## WHAT IS NEEDED
Go through the material below and copy all lines with "crate".

## DATA EXTRACT
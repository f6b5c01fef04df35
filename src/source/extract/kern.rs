use super::push_field;
use crate::constants::formats::{KERN_RENAMED_ID_KEY, KERN_RESERVED_ID_KEY};
use crate::types::RawFieldMap;

const REFERENCE_PREFIX: &str = "!!!";

/// Split a `!!!KEY: value` line into key and value.
fn reference_record(line: &str) -> Option<(&str, &str)> {
    let (key, value) = line.strip_prefix(REFERENCE_PREFIX)?.split_once(':')?;
    let value = value.trim_start_matches([' ', '\t']).trim_end();
    if key.is_empty() || value.is_empty() {
        return None;
    }
    Some((key, value))
}

/// Collect `!!!KEY: value` reference records.
///
/// Repeated keys become lists in file order. The key `id` is stored as `_id`
/// so it cannot shadow the index id column.
pub fn reference_records(text: &str) -> RawFieldMap {
    let mut fields = RawFieldMap::new();
    for (key, value) in text.lines().filter_map(reference_record) {
        let key = if key == KERN_RESERVED_ID_KEY {
            KERN_RENAMED_ID_KEY
        } else {
            key
        };
        push_field(&mut fields, key, value.to_string());
    }
    fields
}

## ANSWER SECTION
use crate::constants::formats::{KERN_RENAMED_ID_KEY, KERN_RESERVED_ID_KEY};
use crate::types::RawFieldMap;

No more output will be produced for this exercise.